**WHAT YOU SHOULD DO:**
Check each line of the material below for "Parser" and copy those where it appears.

**SOURCE DATA:**

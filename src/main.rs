use anyhow::{bail, Context};
use clap::{Parser, Subcommand};
use log::info;
use std::path::{Component, Path, PathBuf};
use std::sync::Arc;
use std::time::Instant;
use xcube::fs::{split_protocol_and_path, Protocol};
use xcube::progress::{ConsoleProgressObserver, ProgressTracker};
use xcube::server::{ServerConfig, ServerContext};
use xcube::store::{new_fs_data_store, DataStore, WriteLevelsOptions};
use xcube::utils::parse_tile_size;
use xcube::webapi::s3::{list_dataset_bucket, ListBucketParams, ListVersion};
use xcube::webapi::wmts::get_wmts_capabilities_xml;

#[derive(Parser, Debug)]
#[command(name = "xcube", version, about = "Tools for Earth observation data cubes")]
struct Cli {
    /// Enable debug output
    #[arg(short, long, global = true)]
    verbose: bool,

    #[command(subcommand)]
    command: Command,
}

#[derive(Subcommand, Debug)]
enum Command {
    /// Generate multi-resolution levels.
    ///
    /// Writes the levels of a pyramid with spatial resolution decreasing by
    /// a factor of two to the directory OUTPUT.
    Level {
        input: String,
        /// Output path, defaults to INPUT with extension ".levels"
        #[arg(short, long)]
        output: Option<String>,
        /// Link INPUT as level zero instead of writing a copy of it.
        /// INPUT and OUTPUT must be local paths.
        #[arg(short = 'L', long)]
        link: bool,
        /// Tile size as N or W,H
        #[arg(short, long, value_name = "TILE_SIZE")]
        tile_size: Option<String>,
        /// Maximum number of levels to generate
        #[arg(short = 'n', long, value_name = "NUM_LEVELS_MAX")]
        num_levels_max: Option<usize>,
        /// Replace an existing dataset at OUTPUT
        #[arg(short, long)]
        replace: bool,
    },
    /// Print the WMTS capabilities document of a server configuration
    Wmts {
        #[arg(short, long)]
        config: PathBuf,
        #[arg(long, default_value = "http://localhost:8080")]
        base_url: String,
    },
    /// Print the S3 listing of a dataset's Zarr keys
    LsBucket {
        #[arg(short, long)]
        config: PathBuf,
        dataset: String,
        #[arg(long)]
        prefix: Option<String>,
        #[arg(long)]
        delimiter: Option<String>,
        #[arg(long)]
        max_keys: Option<usize>,
    },
}

/// Split a path into its parent directory and file name
fn split_dir(path: &str) -> (String, String) {
    let path = path.trim_end_matches('/');
    match path.rsplit_once('/') {
        Some(("", name)) => ("/".to_string(), name.to_string()),
        Some((dir, name)) => (dir.to_string(), name.to_string()),
        None => (".".to_string(), path.to_string()),
    }
}

fn default_output_path(input_path: &str) -> String {
    let (dir, name) = split_dir(input_path);
    let basename = match name.rsplit_once('.') {
        Some((stem, _)) if !stem.is_empty() => stem,
        _ => name.as_str(),
    };
    format!("{}/{basename}.levels", dir.trim_end_matches('/'))
}

fn parse_level_args(
    tile_size: Option<&str>,
    num_levels_max: Option<usize>,
) -> anyhow::Result<Option<(usize, usize)>> {
    let tile_size = tile_size.map(parse_tile_size).transpose()?;
    if num_levels_max == Some(0) {
        bail!("NUM_LEVELS_MAX must be a positive integer");
    }
    Ok(tile_size)
}

/// Absolute form of a local path without `.` and `..` components
fn normalize_local_path(path: &str) -> anyhow::Result<String> {
    let path = std::env::current_dir()?.join(path);
    let mut normalized = PathBuf::new();
    for component in path.components() {
        match component {
            Component::CurDir => {}
            Component::ParentDir => {
                normalized.pop();
            }
            component => normalized.push(component),
        }
    }
    Ok(normalized.to_string_lossy().into_owned())
}

struct LevelArgs {
    input: String,
    output: Option<String>,
    link: bool,
    tile_size: Option<String>,
    num_levels_max: Option<usize>,
    replace: bool,
}

async fn level(args: LevelArgs) -> anyhow::Result<()> {
    let tile_size = parse_level_args(args.tile_size.as_deref(), args.num_levels_max)?;
    let started = Instant::now();

    let (input_protocol, input_path) = split_protocol_and_path(&args.input)?;
    let (output_protocol, output_path) = match &args.output {
        Some(output) => split_protocol_and_path(output)?,
        None => (input_protocol, default_output_path(&input_path)),
    };

    let mut options = WriteLevelsOptions {
        tile_size,
        num_levels_max: args.num_levels_max,
        replace: args.replace,
        base_dataset_id: None,
    };
    let tracker = ProgressTracker::new().with_observer(Arc::new(ConsoleProgressObserver));

    if args.link {
        if input_protocol != Protocol::File || output_protocol != Protocol::File {
            bail!("links can be used only if input and output are local paths");
        }
        // one store spanning both paths, so that the link is a key of it
        let input_id = normalize_local_path(&input_path)?;
        let output_id = normalize_local_path(&output_path)?;
        let input_id = input_id.trim_start_matches('/');
        let output_id = output_id.trim_start_matches('/');
        let store = new_fs_data_store("local", Protocol::File, "/")?;
        let dataset = store
            .open_data(input_id)
            .await
            .with_context(|| format!("cannot open {:?}", args.input))?;
        options.base_dataset_id = Some(input_id.to_string());
        store
            .write_levels(dataset, output_id, &options, Some(&tracker))
            .await
            .with_context(|| format!("cannot write {output_path:?}"))?;
    } else {
        let (input_dir, input_id) = split_dir(&input_path);
        let input_store = new_fs_data_store("input", input_protocol, &input_dir)?;
        let dataset = input_store
            .open_data(&input_id)
            .await
            .with_context(|| format!("cannot open {:?}", args.input))?;

        let (output_dir, output_id) = split_dir(&output_path);
        let output_store = new_fs_data_store("output", output_protocol, &output_dir)?;
        output_store
            .write_levels(dataset, &output_id, &options, Some(&tracker))
            .await
            .with_context(|| format!("cannot write {output_path:?}"))?;
    }

    println!(
        "Multi-level dataset written to {output_path} after {:.2} seconds",
        started.elapsed().as_secs_f64()
    );
    Ok(())
}

fn load_context(config: &Path) -> anyhow::Result<ServerContext> {
    let config = ServerConfig::load(config)
        .with_context(|| format!("cannot load configuration {}", config.display()))?;
    Ok(ServerContext::new(config)?)
}

async fn run(cli: Cli) -> anyhow::Result<()> {
    match cli.command {
        Command::Level {
            input,
            output,
            link,
            tile_size,
            num_levels_max,
            replace,
        } => {
            let args = LevelArgs {
                input,
                output,
                link,
                tile_size,
                num_levels_max,
                replace,
            };
            level(args).await
        }
        Command::Wmts { config, base_url } => {
            let ctx = load_context(&config)?;
            let xml = get_wmts_capabilities_xml(ctx.datasets(), &base_url).await?;
            println!("{xml}");
            Ok(())
        }
        Command::LsBucket {
            config,
            dataset,
            prefix,
            delimiter,
            max_keys,
        } => {
            let ctx = load_context(&config)?;
            let params = ListBucketParams {
                prefix,
                delimiter,
                max_keys,
                ..ListBucketParams::default()
            };
            let result =
                list_dataset_bucket(ctx.datasets(), &dataset, &params, ListVersion::V2).await?;
            info!("listed {} object(s)", result.contents.len());
            println!("{}", result.to_xml());
            Ok(())
        }
    }
}

#[tokio::main]
async fn main() {
    let cli = Cli::parse();
    let level = if cli.verbose { "debug" } else { "info" };
    env_logger::Builder::from_env(env_logger::Env::default().default_filter_or(level)).init();

    if let Err(e) = run(cli).await {
        eprintln!("xcube: {e:#}");
        std::process::exit(1);
    }
}

#[cfg(test)]
mod tests {
    use super::*;

    #[test]
    fn test_split_dir() {
        assert_eq!(split_dir("data/cube.zarr"), ("data".to_string(), "cube.zarr".to_string()));
        assert_eq!(split_dir("cube.zarr"), (".".to_string(), "cube.zarr".to_string()));
        assert_eq!(split_dir("/cube.zarr"), ("/".to_string(), "cube.zarr".to_string()));
        assert_eq!(split_dir("data/cube.zarr/"), ("data".to_string(), "cube.zarr".to_string()));
    }

    #[test]
    fn test_default_output_path() {
        assert_eq!(default_output_path("cube.zarr"), "./cube.levels");
        assert_eq!(default_output_path("/cube.zarr"), "/cube.levels");
        assert_eq!(default_output_path("/data/cube.zarr"), "/data/cube.levels");
        assert_eq!(default_output_path("data/cube.zarr/"), "data/cube.levels");
        assert_eq!(default_output_path(".cube"), "./.cube.levels");
        assert_eq!(default_output_path("data/.cube"), "data/.cube.levels");
        assert_eq!(default_output_path("data/cube.v2.zarr"), "data/cube.v2.levels");
        assert_eq!(default_output_path("data/cube"), "data/cube.levels");
    }

    #[test]
    fn test_parse_level_args() {
        assert_eq!(parse_level_args(None, None).unwrap(), None);
        assert_eq!(parse_level_args(Some("256"), Some(3)).unwrap(), Some((256, 256)));
        assert_eq!(parse_level_args(Some("512,256"), None).unwrap(), Some((512, 256)));
        let error = parse_level_args(None, Some(0)).unwrap_err();
        assert_eq!(error.to_string(), "NUM_LEVELS_MAX must be a positive integer");
        assert!(parse_level_args(Some("0"), None).is_err());
    }

    #[test]
    fn test_normalize_local_path() {
        let cwd = std::env::current_dir().unwrap();
        assert_eq!(
            normalize_local_path("/data/./cubes/../cube.zarr").unwrap(),
            "/data/cube.zarr"
        );
        assert_eq!(
            normalize_local_path("cube.zarr").unwrap(),
            cwd.join("cube.zarr").to_string_lossy()
        );
    }

    #[test]
    fn test_cli_parses_level() {
        let cli = Cli::try_parse_from(["xcube", "level", "cube.zarr", "-L", "-t", "256,128", "-n", "3"])
            .unwrap();
        match cli.command {
            Command::Level {
                input,
                link,
                tile_size,
                num_levels_max,
                replace,
                ..
            } => {
                assert_eq!(input, "cube.zarr");
                assert!(link);
                assert_eq!(tile_size.as_deref(), Some("256,128"));
                assert_eq!(num_levels_max, Some(3));
                assert!(!replace);
            }
            command => panic!("unexpected command {command:?}"),
        }
    }
}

**TASK ANSWER:**
use clap::{Parser, Subcommand};
#[derive(Parser, Debug)]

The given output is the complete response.